The series kicks off on Monday, March 27  at 7:00 PM with Jean-Luc Godard’s French New Wave classic BREATHLESS. The series continues every Monday through May 29 with a journey through the major eras of independent cinema, from the Mid-Century Art House of Godard and Fellini through the box office successes of the “Indiewood” era of the ‘80s and ‘90s. Several of the films highlighted have a strong University of Michigan connection—the archives of Orson Welles, John Sayles, Robert Altman, and Ira Deutchman have all been donated to U-M’s Screen Arts Mavericks & Makers archive at the Hatcher Library.

A full curatorial statement and schedule follows:

CINEMA REVOLUTION: THE MID-CENTURY ART HOUSE

The Art House is the independent counterweight to the mainstream movie machine. Art Houses sprang to life in post-war America, giving space to new cinema voices from, for example, France (Jean-Luc Godard’s BREATHLESS), Italy (Federico Fellini’s SATYRICON) and American’s cinema underground (Robert Downey Sr.’s PUTNEY SWOPE):

  • Monday, March 27,  Breathless (1960, 7:00 PM
  • Monday, April 3,  Fellini Satyricon (1969),  7:00 PM
  • Monday, April 10,  Putney Swope    (1969) , 7:00 PM

CAMPUS CINEMA GLORY DAZE

Youthful Baby Boomers reveled in the campus cinema movement of the 1960s and 1970s. Campus film societies and clubs provided an entry point for conversations about injustice and revolution, while introducing a new audience to some of the most iconic filmmakers of all time: Hollywood mavericks from years past (Orson Welles’s CITIZEN KANE); the French New Wave filmmakers who worshipped them (Francois Truffaut’s DAY FOR NIGHT); American Independent film icons (John Cassavetes’s A WOMAN UNDER THE INFLUENCE); and a female filmmaker who won an Oscar for a politically charged documentary (Barbara Kopple’s HARLAN COUNTY, USA):

 

  • Monday, April 17, Citizen Kane (1939), 4:00 PM
  • Day for Night (1973), 7:00 PM
  • Monday, April 24, A Woman Under The Influence (1974), 7:00 PM
  • Monday, May 1, Harlan County, USA (1976), 7:00 PM

 

INDIEWOOD – ART HOUSE FILMS FIND A GROOVE

Our series concludes with shining examples of the golden era of Art House cinema. “Indiewood” was the moniker for this age—a period of award recognition and box office success that demonstrated the Art House had found a “groove” in the final decades of the 20th Century. The selections here represent the wide variety of films that have made their home in Art Houses: Fresh and funny takes on serious topics, like race and otherness (John Sayles’ film THE BROTHER FROM THE OTHER PLANET); iconic British period pieces which became monster hits (Merchant Ivory’s A ROOM WITH A VIEW, featuring an all-star cast including Maggie Smith, Judi Dench, Julian Sands, Daniel Day-Lewis and Helena Bonham Carter); and small, literary dramas featuring career-making turns by young actors (Gus Van Sant’s MY OWN PRIVATE IDAHO, which is loosely based on Shakespeare’s “Henry” plays and stars River Phoenix and Keanu Reeves). The series concludes with THE PLAYER, Robert Altman’s brilliant satirical comedy on the tottering Hollywood studio system.

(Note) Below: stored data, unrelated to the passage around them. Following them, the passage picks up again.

//! Redis 実装
//!
//! - メッセージログ: Redis Streams（`XADD` / `XRANGE` / `DEL`）
//! - プレゼンスストア: Sorted Set（`ZADD` / `ZREM` / `ZRANGEBYSCORE`）
//!
//! 両方の実装で 1 つの `ConnectionManager` を共有します。切断時は自動的に再接続されます。

mod message_log;
mod presence_store;

pub use message_log::RedisMessageLog;
pub use presence_store::RedisPresenceStore;

use redis::aio::ConnectionManager;

/// Redis に接続する
///
/// # Errors
///
/// URL が不正な場合、または接続に失敗した場合にエラーを返します。
pub async fn connect(url: &str) -> Result<ConnectionManager, redis::RedisError> {
    let client = redis::Client::open(url)?;
    let manager = client.get_connection_manager().await?;
    tracing::info!("Connected to Redis at {}", url);
    Ok(manager)
}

  • Monday, May 8, The Brother from Another Planet (1984),  7:00 PM
  • Monday, May 15, A Room with a View (1985), 7:00 PM
  • Monday, May 22, My Own Private Idaho (1991), 7:00 PM
  • Monday, May 29,  The Player (1993), 7:00 PM

This series of Art House cinema icons was selected in cooperation with a true Indie film icon, IRA DEUTCHMAN. Deutchman developed his passion for films in middle school in the movie palaces of his Chicago-area neighborhood. He watched the burgeoning Art House scene in New York City as a high schooler in New Jersey, before beginning his career at the campus film society of Northwestern University. He then launched an inspiring career as a pre-eminent voice in independent cinema marketing, distribution, and production. He was a founder of Cinecom and Fine Line Features, was an original creative advisor to the Sundance Institute, the chair of the Film Program at Columbia University School of the Arts, and recently joined an elite group of creators by donating his archives to the University of Michigan’s Screen Arts Mavericks & Makers archive collection. He will be honored this summer at the Cinetopia Film Festival as part of the Screen Arts Mavericks and Makers Symposium.

Deutchman, recently honored with the Spotlight Lifetime Achievement Award from the Art House Convergence, a national organization for independent exhibition, will help kick off the series at an invitation-only cocktail party on March 5 at the Michigan Theater.

Tickets are now available; see the full list of films at http://www.michtheater.org/cinema-revolution. Support for the Cinetopia Film Festival and the Cinema Revolution series comes from Michigan Medicine and the Knight Foundation.

About the Michigan Theater: Now celebrating its 90th year, the Michigan Theater is Ann Arbor's award-winning non-profit historic center for fine film and performing arts. The Michigan Theater welcomes more than 300,000 visitors each year to its art house films, concerts, lectures, live theater, and special programs such as Direct from Sundance and Cinetopia Film Festival. The Michigan Theater also owns and operates the historic State Theater located just up the street at 233 State Street. The Michigan Theater is located in downtown Ann Arbor at 603 East Liberty Street.  Visit michtheater.org or call the 24-hour information line at (734) 668-TIME for schedule and ticket information.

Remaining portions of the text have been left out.